> _What is expected_: Copy the lines exactly as they appear, starting with the first line of the records and ending with the line that contains "static TICKS_PER_NS_MILLI: AtomicU64".
*** Begin section ***
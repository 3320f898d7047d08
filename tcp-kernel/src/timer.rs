// tcp-kernel: Cycle-accurate tick source for stage measurement
// RDTSC on x86-64, monotonic-clock fallback elsewhere; calibrated at startup

use std::sync::atomic::{AtomicU64, Ordering};

/// Ticks-per-nanosecond scale (x1000), cached after calibration.
static TICKS_PER_NS_MILLI: AtomicU64 = AtomicU64::new(0);

/// Overhead of the tick read itself, subtracted from measurements.
static TICK_READ_OVERHEAD: AtomicU64 = AtomicU64::new(0);

/// Read the CPU timestamp counter.
#[cfg(target_arch = "x86_64")]
#[inline(always)]
pub fn read_tsc() -> u64 {
    // SAFETY: _rdtsc has no memory effects; it only reads the TSC register.
    unsafe { std::arch::x86_64::_rdtsc() }
}

/// Serialised TSC read for calibration (slower, ordered).
#[cfg(target_arch = "x86_64")]
#[inline(always)]
pub fn read_tsc_serialized() -> u64 {
    // SAFETY: CPUID serialises the instruction stream before the TSC read.
    unsafe {
        std::arch::x86_64::__cpuid(0);
        std::arch::x86_64::_rdtsc()
    }
}

/// Fallback for non-x86_64 platforms: nanoseconds from a fixed origin.
#[cfg(not(target_arch = "x86_64"))]
#[inline(always)]
pub fn read_tsc() -> u64 {
    use std::sync::OnceLock;
    static ORIGIN: OnceLock<std::time::Instant> = OnceLock::new();
    let origin = ORIGIN.get_or_init(std::time::Instant::now);
    origin.elapsed().as_nanos() as u64
}

#[cfg(not(target_arch = "x86_64"))]
#[inline(always)]
pub fn read_tsc_serialized() -> u64 {
    read_tsc()
}

/// Result of tick-source calibration, measured at install time.
#[derive(Debug, Clone, Copy)]
pub struct CalibrationResult {
    pub ticks_per_ns: f64,
    pub tick_read_overhead: u64,
    /// Coefficient of variation across calibration rounds
    pub cv: f64,
    /// 1 / (1 + cv): high when rounds agree
    pub confidence: f64,
}

/// Timer for a single pipeline stage.
pub struct StageTimer {
    start_ticks: u64,
    overhead: u64,
}

impl StageTimer {
    #[inline(always)]
    pub fn start() -> Self {
        Self {
            start_ticks: read_tsc(),
            overhead: TICK_READ_OVERHEAD.load(Ordering::Relaxed),
        }
    }

    /// Elapsed ticks, compensated for the read overhead.
    #[inline(always)]
    pub fn elapsed_ticks(&self) -> u64 {
        read_tsc()
            .saturating_sub(self.start_ticks)
            .saturating_sub(self.overhead)
    }

    #[inline(always)]
    pub fn start_ticks(&self) -> u64 {
        self.start_ticks
    }
}

/// Calibrate the tick source against the wall clock. Uses the median of
/// repeated short rounds; the CV across rounds is the calibration quality.
pub fn calibrate_tsc() -> CalibrationResult {
    const ROUNDS: usize = 50;
    const ROUND_MS: u64 = 5;

    let overhead = measure_tick_read_overhead();
    TICK_READ_OVERHEAD.store(overhead, Ordering::Relaxed);

    let mut rates = Vec::with_capacity(ROUNDS);
    for _ in 0..ROUNDS {
        let wall_start = std::time::Instant::now();
        let tsc_start = read_tsc_serialized();
        while wall_start.elapsed().as_millis() < ROUND_MS as u128 {
            std::hint::spin_loop();
        }
        let tsc_end = read_tsc_serialized();
        let nanos = wall_start.elapsed().as_nanos() as f64;
        rates.push((tsc_end - tsc_start) as f64 / nanos);
    }

    rates.sort_unstable_by(|a, b| a.total_cmp(b));
    let median = rates[ROUNDS / 2];

    let mean = rates.iter().sum::<f64>() / ROUNDS as f64;
    let variance = rates.iter().map(|r| (r - mean) * (r - mean)).sum::<f64>() / ROUNDS as f64;
    let cv = if mean > 0.0 { variance.sqrt() / mean } else { 0.0 };

    TICKS_PER_NS_MILLI.store((median * 1000.0) as u64, Ordering::Relaxed);

    CalibrationResult {
        ticks_per_ns: median,
        tick_read_overhead: overhead,
        cv,
        confidence: 1.0 / (1.0 + cv),
    }
}

/// Cached ticks-per-nanosecond from the last calibration (0.0 before).
pub fn ticks_per_ns() -> f64 {
    TICKS_PER_NS_MILLI.load(Ordering::Relaxed) as f64 / 1000.0
}

/// Measure the cost of the tick read itself; the 10th percentile avoids
/// interrupt outliers.
fn measure_tick_read_overhead() -> u64 {
    const ROUNDS: usize = 4096;
    let mut samples = Vec::with_capacity(ROUNDS);

    for _ in 0..64 {
        let _ = read_tsc();
    }
    for _ in 0..ROUNDS {
        let start = read_tsc_serialized();
        std::hint::black_box(read_tsc());
        let end = read_tsc_serialized();
        samples.push(end.saturating_sub(start));
    }

    samples.sort_unstable();
    samples[ROUNDS / 10]
}

#[cfg(test)]
mod tests {
    use super::*;

    #[test]
    fn test_timer_measures_work() {
        let timer = StageTimer::start();
        let mut acc = 0u64;
        for i in 0..64 {
            acc = acc.wrapping_mul(31).wrapping_add(i);
        }
        std::hint::black_box(acc);
        // Elapsed may be zero after overhead compensation on a noisy box,
        // but must never go backwards.
        let a = timer.elapsed_ticks();
        let b = timer.elapsed_ticks();
        assert!(b >= a);
    }

    #[test]
    fn test_calibration_sane() {
        let result = calibrate_tsc();
        assert!(result.ticks_per_ns > 0.0);
        assert!(result.cv >= 0.0);
        assert!(result.confidence > 0.0 && result.confidence <= 1.0);
        assert!(ticks_per_ns() > 0.0);
    }

    #[test]
    fn test_overhead_small() {
        let overhead = measure_tick_read_overhead();
        assert!(overhead < 10_000, "tick read overhead implausibly large");
    }
}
*** End section ***
> _Exercise output_:
repository 3320f898d7047d08
filename tcp-kernel/src/timer.rs
// tcp-kernel: Cycle-accurate tick source for stage measurement
// RDTSC on x86-64, monotonic-clock fallback elsewhere; calibrated at startup

use std::sync::atomic::{AtomicU64, Ordering};

/// Ticks-per-nanosecond scale (x1000), cached after calibration.
static TICKS_PER_NS_MILLI: AtomicU64 = AtomicU64::new(0);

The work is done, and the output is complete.